Les faibles rendements soutiennent également les valorisations des actions. Nous privilégions les actions européennes par rapport aux valeurs américaines : les titres européens se négocient à des niveaux de valorisation absolus et historiques plus attractifs selon les estimations 2020, à savoir 14,9 fois le bénéfice par action (BPA) contre 19,1 fois pour les actions américaines, et ce malgré des prévisions similaires du consensus quant à la croissance des BPA pour cette année. Après neutralisation du secteur technologique, ces écarts de valorisation ne paraissent que légèrement inférieurs, les marchés actions américains affichant un multiple de 18,8. À la suite de la récente chute des marchés actions, le potentiel de hausse des valeurs européennes devrait être plus important. D'un point de vue sectoriel, nous maintenons une exposition équilibrée entre secteurs défensifs et cycliques, et sommes surpondérés dans les secteurs de la santé, des biens de consommation de base, des technologies de l'information et des services de communication.
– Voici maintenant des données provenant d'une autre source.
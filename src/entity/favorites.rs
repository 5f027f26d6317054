use sea_orm::entity::prelude::*;

#[derive(Clone, Debug, PartialEq, DeriveEntityModel)]
#[sea_orm(table_name = "favorites")]
pub struct Model {
    #[sea_orm(primary_key)]
    pub id: i64,
    pub user_id: i64,
    pub product_id: i64,
    pub created_at: DateTimeWithTimeZone,
}

#[derive(Copy, Clone, Debug, EnumIter, DeriveRelation)]
pub enum Relation {
    #[sea_orm(
        belongs_to = "super::products::Entity",
        from = "Column::ProductId",
        to = "super::products::Column::Id"
    )]
    Products,
}

impl Related<super::products::Entity> for Entity {
    fn to() -> RelationDef {
        Relation::Products.def()
    }
}

impl ActiveModelBehavior for ActiveModel {}
use axum::{
    Json, Router,
    extract::{Path, Query, State},
    routing::{delete, get, post, put},
};

use crate::{
    dto::{
        orders::{BatchDeleteResult, BatchIdsRequest},
        products::{
            BatchStatusRequest, CreateProductRequest, ProductDetail, ProductList,
            UpdateProductRequest, UpdateProductStatusRequest,
        },
    },
    error::AppResult,
    models::Product,
    response::ApiResponse,
    routes::params::ProductPageQuery,
    state::AppState,
};

pub fn router() -> Router<AppState> {
    Router::new()
        .route("/", post(create_product))
        .route("/page", get(list_products))
        .route("/batch", delete(delete_products))
        .route("/batch/status", put(update_batch_status))
        .route(
            "/{id}",
            get(get_product).put(update_product).delete(delete_product),
        )
        .route("/{id}/status", put(update_product_status))
}

#[utoipa::path(
    get,
    path = "/api/product/page",
    params(ProductPageQuery),
    responses(
        (status = 200, description = "Paged products with farmer and category", body = ApiResponse<ProductList>)
    ),
    tag = "Products"
)]
pub async fn list_products(
    State(state): State<AppState>,
    Query(query): Query<ProductPageQuery>,
) -> AppResult<Json<ApiResponse<ProductList>>> {
    let response = state.catalog.get_products_by_page(query).await?;
    Ok(Json(response))
}

#[utoipa::path(
    get,
    path = "/api/product/{id}",
    params(
        ("id" = i64, Path, description = "Product ID")
    ),
    responses(
        (status = 200, description = "Get product", body = ApiResponse<ProductDetail>),
        (status = 404, description = "Product not found"),
    ),
    tag = "Products"
)]
pub async fn get_product(
    Path(id): Path<i64>,
    State(state): State<AppState>,
) -> AppResult<Json<ApiResponse<ProductDetail>>> {
    let response = state.catalog.get_product(id).await?;
    Ok(Json(response))
}

#[utoipa::path(
    post,
    path = "/api/product",
    request_body = CreateProductRequest,
    responses(
        (status = 200, description = "Create product", body = ApiResponse<Product>)
    ),
    tag = "Products"
)]
pub async fn create_product(
    State(state): State<AppState>,
    Json(payload): Json<CreateProductRequest>,
) -> AppResult<Json<ApiResponse<Product>>> {
    let response = state.catalog.create_product(payload).await?;
    Ok(Json(response))
}

#[utoipa::path(
    put,
    path = "/api/product/{id}",
    params(
        ("id" = i64, Path, description = "Product ID")
    ),
    request_body = UpdateProductRequest,
    responses(
        (status = 200, description = "Updated product", body = ApiResponse<Product>)
    ),
    tag = "Products"
)]
pub async fn update_product(
    State(state): State<AppState>,
    Path(id): Path<i64>,
    Json(payload): Json<UpdateProductRequest>,
) -> AppResult<Json<ApiResponse<Product>>> {
    let response = state.catalog.update_product(id, payload).await?;
    Ok(Json(response))
}

#[utoipa::path(
    delete,
    path = "/api/product/{id}",
    params(
        ("id" = i64, Path, description = "Product ID")
    ),
    responses(
        (status = 200, description = "Deleted product"),
        (status = 409, description = "Product still referenced")
    ),
    tag = "Products"
)]
pub async fn delete_product(
    State(state): State<AppState>,
    Path(id): Path<i64>,
) -> AppResult<Json<ApiResponse<serde_json::Value>>> {
    let response = state.catalog.delete_product(id).await?;
    Ok(Json(response))
}

#[utoipa::path(
    delete,
    path = "/api/product/batch",
    request_body = BatchIdsRequest,
    responses(
        (status = 200, description = "Deleted products", body = ApiResponse<BatchDeleteResult>),
        (status = 409, description = "A product is still referenced")
    ),
    tag = "Products"
)]
pub async fn delete_products(
    State(state): State<AppState>,
    Json(payload): Json<BatchIdsRequest>,
) -> AppResult<Json<ApiResponse<BatchDeleteResult>>> {
    let response = state.catalog.delete_batch(payload.ids).await?;
    Ok(Json(response))
}

#[utoipa::path(
    put,
    path = "/api/product/{id}/status",
    params(
        ("id" = i64, Path, description = "Product ID")
    ),
    request_body = UpdateProductStatusRequest,
    responses(
        (status = 200, description = "Status updated", body = ApiResponse<Product>)
    ),
    tag = "Products"
)]
pub async fn update_product_status(
    State(state): State<AppState>,
    Path(id): Path<i64>,
    Json(payload): Json<UpdateProductStatusRequest>,
) -> AppResult<Json<ApiResponse<Product>>> {
    let response = state.catalog.update_product_status(id, payload.status).await?;
    Ok(Json(response))
}

#[utoipa::path(
    put,
    path = "/api/product/batch/status",
    request_body = BatchStatusRequest,
    responses(
        (status = 200, description = "Statuses updated"),
        (status = 404, description = "Some products do not exist")
    ),
    tag = "Products"
)]
pub async fn update_batch_status(
    State(state): State<AppState>,
    Json(payload): Json<BatchStatusRequest>,
) -> AppResult<Json<ApiResponse<serde_json::Value>>> {
    let response = state
        .catalog
        .update_batch_status(payload.ids, payload.status)
        .await?;
    Ok(Json(response))
}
Les titres des sociétés allemandes s'échangent avec décote par rapport à leurs homologues européens, en raison de leur plus grande dépendance au commerce mondial, en particulier aux exportations vers la Chine. Sur la base de nos prévisions d’une reprise de l'économie chinoise, et en supposant que les conséquences du coronavirus ne soient que temporaires, nous estimons que les actions allemandes devraient rattraper leur retard vis-à-vis des autres marchés européens.
Du côté des devises, l’EUR/USD a réagi à la faiblesse des chiffres du secteur manufacturier allemand et de la production industrielle de la zone euro. La trajectoire de la devise européenne devrait cependant être plus soutenue si les répercussions du coronavirus restent transitoires et si la production industrielle mondiale se redresse, ce qui affaiblirait le dollar.
Les investisseurs se retrouvent plongés dans une incertitude inhabituelle engendrée par la plus grande économie de l'UE. La croissance balbutiante de l'Allemagne ainsi que sa difficile transition vers un nouveau leadership laissent le pays face à de nombreuses options, à un moment où l'UE se trouve à un carrefour de son histoire. Les choix allemands auront des conséquences profondes pour l'ensemble des actifs européens.
1 Données en date du 25 février 2020.